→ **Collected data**
────────

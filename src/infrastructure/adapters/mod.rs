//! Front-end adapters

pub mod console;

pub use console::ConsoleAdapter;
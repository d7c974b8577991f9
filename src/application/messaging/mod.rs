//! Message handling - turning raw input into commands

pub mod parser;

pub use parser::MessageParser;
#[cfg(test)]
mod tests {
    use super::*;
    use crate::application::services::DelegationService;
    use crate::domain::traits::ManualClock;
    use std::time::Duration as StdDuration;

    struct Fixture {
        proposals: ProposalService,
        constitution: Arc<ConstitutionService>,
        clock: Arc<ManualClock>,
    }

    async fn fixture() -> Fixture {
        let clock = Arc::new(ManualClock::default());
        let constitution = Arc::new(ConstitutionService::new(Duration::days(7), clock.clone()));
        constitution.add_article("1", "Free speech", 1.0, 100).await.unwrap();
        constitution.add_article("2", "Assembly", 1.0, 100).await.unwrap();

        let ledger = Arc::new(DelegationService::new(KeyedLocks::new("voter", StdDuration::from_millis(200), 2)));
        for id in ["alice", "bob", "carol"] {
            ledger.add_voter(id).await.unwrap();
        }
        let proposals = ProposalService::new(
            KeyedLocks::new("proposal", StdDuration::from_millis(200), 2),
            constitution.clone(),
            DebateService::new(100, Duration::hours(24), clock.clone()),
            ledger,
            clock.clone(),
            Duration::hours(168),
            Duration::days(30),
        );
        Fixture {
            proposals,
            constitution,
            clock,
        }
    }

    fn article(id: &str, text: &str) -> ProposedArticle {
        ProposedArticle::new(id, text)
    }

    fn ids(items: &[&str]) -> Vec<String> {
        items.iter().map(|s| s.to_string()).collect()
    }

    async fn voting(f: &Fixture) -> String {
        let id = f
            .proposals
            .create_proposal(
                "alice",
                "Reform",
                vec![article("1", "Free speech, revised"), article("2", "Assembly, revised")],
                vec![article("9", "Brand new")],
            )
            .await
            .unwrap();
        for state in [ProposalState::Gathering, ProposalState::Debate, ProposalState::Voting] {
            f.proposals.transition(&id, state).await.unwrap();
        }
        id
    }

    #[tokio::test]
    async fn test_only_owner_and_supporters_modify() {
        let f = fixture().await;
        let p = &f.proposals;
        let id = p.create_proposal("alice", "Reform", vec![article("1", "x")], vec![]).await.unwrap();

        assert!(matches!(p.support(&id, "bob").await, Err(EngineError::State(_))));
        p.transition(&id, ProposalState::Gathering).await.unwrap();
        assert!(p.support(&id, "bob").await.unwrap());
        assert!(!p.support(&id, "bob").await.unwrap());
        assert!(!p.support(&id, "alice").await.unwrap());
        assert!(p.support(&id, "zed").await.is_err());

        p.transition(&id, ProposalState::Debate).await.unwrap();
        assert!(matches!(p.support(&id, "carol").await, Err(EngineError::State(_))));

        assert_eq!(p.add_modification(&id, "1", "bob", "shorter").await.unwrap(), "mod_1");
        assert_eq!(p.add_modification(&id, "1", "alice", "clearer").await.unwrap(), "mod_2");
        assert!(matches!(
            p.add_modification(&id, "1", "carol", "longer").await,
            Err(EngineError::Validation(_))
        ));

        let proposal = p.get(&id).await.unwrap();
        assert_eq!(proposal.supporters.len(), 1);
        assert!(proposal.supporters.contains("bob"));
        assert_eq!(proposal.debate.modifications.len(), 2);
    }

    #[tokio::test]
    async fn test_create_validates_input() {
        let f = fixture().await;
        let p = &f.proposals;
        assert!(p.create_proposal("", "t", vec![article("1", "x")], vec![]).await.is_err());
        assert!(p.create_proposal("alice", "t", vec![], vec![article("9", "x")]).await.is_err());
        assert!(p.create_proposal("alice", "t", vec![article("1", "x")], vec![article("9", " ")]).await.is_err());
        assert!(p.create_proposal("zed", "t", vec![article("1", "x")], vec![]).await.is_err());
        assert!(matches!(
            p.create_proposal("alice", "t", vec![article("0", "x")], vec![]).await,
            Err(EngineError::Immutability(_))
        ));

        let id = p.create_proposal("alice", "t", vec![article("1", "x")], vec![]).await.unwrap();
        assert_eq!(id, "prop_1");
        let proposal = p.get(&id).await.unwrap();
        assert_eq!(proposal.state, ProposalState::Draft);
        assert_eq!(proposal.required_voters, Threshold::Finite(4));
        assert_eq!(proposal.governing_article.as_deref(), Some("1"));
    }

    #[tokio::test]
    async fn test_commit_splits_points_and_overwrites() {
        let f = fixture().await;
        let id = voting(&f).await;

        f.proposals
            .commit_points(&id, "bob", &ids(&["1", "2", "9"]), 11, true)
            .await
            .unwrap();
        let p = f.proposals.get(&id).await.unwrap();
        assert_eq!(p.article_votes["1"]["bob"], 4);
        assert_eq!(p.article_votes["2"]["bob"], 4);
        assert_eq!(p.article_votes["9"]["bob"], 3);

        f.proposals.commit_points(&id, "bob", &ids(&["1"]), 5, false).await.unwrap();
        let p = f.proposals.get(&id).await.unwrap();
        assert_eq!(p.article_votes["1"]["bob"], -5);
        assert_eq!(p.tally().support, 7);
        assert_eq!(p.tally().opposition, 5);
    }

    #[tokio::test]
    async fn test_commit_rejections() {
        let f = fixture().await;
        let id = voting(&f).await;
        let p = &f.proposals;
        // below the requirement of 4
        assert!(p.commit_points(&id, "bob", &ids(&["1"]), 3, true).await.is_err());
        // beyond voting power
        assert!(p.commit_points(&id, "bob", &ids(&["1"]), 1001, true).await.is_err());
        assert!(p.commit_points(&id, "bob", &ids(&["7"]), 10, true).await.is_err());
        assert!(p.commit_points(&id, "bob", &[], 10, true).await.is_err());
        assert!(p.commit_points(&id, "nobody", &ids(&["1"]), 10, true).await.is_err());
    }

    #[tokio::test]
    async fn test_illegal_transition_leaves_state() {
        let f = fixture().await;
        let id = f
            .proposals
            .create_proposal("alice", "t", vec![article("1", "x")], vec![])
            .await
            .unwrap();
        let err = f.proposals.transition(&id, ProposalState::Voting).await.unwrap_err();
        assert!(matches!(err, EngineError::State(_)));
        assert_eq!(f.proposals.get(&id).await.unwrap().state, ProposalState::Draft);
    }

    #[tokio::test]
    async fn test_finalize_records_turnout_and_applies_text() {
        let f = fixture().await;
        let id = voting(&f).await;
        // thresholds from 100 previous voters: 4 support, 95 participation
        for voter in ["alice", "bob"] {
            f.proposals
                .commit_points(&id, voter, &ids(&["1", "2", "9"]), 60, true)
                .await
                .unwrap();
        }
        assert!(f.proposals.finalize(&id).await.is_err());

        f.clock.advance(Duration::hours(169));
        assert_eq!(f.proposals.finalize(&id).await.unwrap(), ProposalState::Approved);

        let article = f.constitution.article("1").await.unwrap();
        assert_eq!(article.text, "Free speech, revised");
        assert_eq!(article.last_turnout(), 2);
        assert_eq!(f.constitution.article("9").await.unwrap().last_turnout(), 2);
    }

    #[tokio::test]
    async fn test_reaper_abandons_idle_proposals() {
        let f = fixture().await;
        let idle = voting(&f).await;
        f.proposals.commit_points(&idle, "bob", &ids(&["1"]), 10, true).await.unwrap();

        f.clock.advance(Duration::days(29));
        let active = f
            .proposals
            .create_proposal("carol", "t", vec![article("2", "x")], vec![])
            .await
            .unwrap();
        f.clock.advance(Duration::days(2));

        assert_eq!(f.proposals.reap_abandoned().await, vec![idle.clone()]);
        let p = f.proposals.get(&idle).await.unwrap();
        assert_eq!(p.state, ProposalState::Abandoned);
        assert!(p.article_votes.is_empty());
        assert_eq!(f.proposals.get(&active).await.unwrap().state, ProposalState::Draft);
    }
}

────────

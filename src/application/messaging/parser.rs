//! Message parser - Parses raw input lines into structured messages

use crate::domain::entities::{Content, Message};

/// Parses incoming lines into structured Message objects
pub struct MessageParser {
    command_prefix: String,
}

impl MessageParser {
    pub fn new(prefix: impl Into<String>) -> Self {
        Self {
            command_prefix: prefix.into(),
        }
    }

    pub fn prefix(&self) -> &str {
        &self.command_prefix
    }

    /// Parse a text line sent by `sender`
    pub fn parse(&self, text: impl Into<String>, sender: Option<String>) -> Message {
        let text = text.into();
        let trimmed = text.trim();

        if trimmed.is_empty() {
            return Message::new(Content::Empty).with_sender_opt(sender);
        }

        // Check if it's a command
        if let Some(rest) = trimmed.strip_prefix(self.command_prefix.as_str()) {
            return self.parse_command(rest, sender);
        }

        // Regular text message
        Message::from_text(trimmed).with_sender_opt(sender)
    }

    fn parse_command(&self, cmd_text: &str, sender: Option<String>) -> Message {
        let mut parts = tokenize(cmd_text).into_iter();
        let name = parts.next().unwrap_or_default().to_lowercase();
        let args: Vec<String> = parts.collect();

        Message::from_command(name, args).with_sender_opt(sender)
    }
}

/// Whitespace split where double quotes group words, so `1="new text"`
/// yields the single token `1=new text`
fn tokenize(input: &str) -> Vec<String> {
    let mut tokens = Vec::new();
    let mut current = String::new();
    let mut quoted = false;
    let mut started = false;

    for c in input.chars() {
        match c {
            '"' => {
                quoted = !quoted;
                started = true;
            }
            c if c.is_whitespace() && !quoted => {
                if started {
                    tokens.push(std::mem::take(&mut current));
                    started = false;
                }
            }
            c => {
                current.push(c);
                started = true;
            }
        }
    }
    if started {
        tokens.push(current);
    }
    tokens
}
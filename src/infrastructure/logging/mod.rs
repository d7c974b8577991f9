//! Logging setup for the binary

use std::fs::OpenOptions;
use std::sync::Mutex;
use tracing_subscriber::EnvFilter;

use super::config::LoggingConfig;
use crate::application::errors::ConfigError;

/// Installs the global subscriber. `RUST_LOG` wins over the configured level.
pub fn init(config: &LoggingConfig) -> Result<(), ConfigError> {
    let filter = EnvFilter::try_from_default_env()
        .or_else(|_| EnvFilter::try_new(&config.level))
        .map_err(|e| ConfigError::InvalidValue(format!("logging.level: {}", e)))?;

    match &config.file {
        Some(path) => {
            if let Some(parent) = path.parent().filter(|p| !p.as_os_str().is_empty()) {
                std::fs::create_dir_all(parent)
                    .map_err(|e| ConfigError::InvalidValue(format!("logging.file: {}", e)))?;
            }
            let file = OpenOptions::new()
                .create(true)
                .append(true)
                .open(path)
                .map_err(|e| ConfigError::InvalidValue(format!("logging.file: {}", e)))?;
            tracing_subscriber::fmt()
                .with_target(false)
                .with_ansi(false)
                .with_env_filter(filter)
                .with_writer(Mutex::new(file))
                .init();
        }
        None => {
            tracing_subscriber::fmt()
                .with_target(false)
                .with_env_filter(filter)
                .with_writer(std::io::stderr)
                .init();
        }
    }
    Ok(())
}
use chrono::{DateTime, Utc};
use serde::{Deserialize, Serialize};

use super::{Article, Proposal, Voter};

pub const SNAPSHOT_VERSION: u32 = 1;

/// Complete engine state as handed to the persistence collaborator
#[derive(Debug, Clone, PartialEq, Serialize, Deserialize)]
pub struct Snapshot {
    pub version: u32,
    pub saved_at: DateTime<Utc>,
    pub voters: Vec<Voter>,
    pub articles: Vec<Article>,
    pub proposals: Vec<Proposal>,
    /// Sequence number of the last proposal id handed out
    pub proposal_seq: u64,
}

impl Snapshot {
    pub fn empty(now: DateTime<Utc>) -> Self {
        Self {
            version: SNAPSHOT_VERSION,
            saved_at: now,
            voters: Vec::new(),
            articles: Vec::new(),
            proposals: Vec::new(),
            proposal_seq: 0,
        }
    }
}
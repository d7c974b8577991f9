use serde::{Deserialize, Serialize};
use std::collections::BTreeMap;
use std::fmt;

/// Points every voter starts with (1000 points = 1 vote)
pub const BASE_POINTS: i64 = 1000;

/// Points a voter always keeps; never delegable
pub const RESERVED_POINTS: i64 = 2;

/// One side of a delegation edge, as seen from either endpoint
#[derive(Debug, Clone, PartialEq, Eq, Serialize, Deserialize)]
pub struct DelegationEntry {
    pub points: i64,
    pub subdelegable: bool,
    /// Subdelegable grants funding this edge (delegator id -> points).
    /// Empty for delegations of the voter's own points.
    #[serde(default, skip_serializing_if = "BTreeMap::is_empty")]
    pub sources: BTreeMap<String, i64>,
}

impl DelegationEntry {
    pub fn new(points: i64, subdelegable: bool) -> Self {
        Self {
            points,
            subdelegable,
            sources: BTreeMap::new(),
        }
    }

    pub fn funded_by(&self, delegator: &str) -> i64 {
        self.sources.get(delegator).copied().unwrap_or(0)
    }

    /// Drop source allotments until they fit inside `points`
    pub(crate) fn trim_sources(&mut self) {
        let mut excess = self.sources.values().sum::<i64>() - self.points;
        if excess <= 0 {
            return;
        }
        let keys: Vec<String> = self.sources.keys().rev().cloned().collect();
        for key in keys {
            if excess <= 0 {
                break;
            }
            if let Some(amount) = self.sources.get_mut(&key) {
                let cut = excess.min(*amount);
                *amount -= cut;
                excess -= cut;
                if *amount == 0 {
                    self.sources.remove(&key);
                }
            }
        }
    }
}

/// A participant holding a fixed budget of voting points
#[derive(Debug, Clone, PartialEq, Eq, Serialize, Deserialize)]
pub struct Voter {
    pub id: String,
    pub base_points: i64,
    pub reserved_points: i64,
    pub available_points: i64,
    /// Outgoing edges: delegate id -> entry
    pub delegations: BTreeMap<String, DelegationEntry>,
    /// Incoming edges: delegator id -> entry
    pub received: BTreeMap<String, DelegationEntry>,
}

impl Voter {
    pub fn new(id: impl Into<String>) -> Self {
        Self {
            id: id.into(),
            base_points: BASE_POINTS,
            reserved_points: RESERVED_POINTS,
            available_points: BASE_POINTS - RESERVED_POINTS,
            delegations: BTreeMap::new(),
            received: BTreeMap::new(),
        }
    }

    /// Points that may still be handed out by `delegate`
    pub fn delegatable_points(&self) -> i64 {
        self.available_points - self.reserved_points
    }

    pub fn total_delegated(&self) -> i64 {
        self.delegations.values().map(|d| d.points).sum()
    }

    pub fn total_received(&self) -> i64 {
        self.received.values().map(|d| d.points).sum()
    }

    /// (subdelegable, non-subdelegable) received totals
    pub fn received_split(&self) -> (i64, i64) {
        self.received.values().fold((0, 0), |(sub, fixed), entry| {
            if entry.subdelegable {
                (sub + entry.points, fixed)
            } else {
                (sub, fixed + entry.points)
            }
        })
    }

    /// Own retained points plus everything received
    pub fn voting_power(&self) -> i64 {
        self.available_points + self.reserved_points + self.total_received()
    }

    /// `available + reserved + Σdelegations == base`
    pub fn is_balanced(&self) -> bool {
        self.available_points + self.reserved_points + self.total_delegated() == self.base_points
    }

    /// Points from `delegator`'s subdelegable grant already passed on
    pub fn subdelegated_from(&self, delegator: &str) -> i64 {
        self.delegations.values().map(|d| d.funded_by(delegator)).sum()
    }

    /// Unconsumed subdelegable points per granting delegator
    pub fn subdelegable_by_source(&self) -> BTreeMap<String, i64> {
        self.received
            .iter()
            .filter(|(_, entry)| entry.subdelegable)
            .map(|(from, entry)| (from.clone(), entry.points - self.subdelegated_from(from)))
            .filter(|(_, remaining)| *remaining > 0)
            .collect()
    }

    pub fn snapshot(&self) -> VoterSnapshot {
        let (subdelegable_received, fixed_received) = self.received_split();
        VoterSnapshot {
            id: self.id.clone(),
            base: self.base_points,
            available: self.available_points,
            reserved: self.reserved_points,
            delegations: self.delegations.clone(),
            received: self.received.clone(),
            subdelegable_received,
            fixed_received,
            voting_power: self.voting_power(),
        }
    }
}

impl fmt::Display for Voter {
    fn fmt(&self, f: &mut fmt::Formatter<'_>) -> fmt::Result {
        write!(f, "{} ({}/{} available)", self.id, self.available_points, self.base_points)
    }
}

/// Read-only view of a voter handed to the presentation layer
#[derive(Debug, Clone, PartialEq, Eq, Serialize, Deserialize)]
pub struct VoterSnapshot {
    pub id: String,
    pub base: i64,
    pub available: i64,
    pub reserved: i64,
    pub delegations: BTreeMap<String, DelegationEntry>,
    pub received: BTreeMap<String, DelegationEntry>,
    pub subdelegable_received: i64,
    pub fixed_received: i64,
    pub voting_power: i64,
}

────────

→ **Problem**
Return every line from the records above that holds the word "lines".

→ **Task answer**
//! Message parser - Parses raw input lines into structured messages
/// Parses incoming lines into structured Message objects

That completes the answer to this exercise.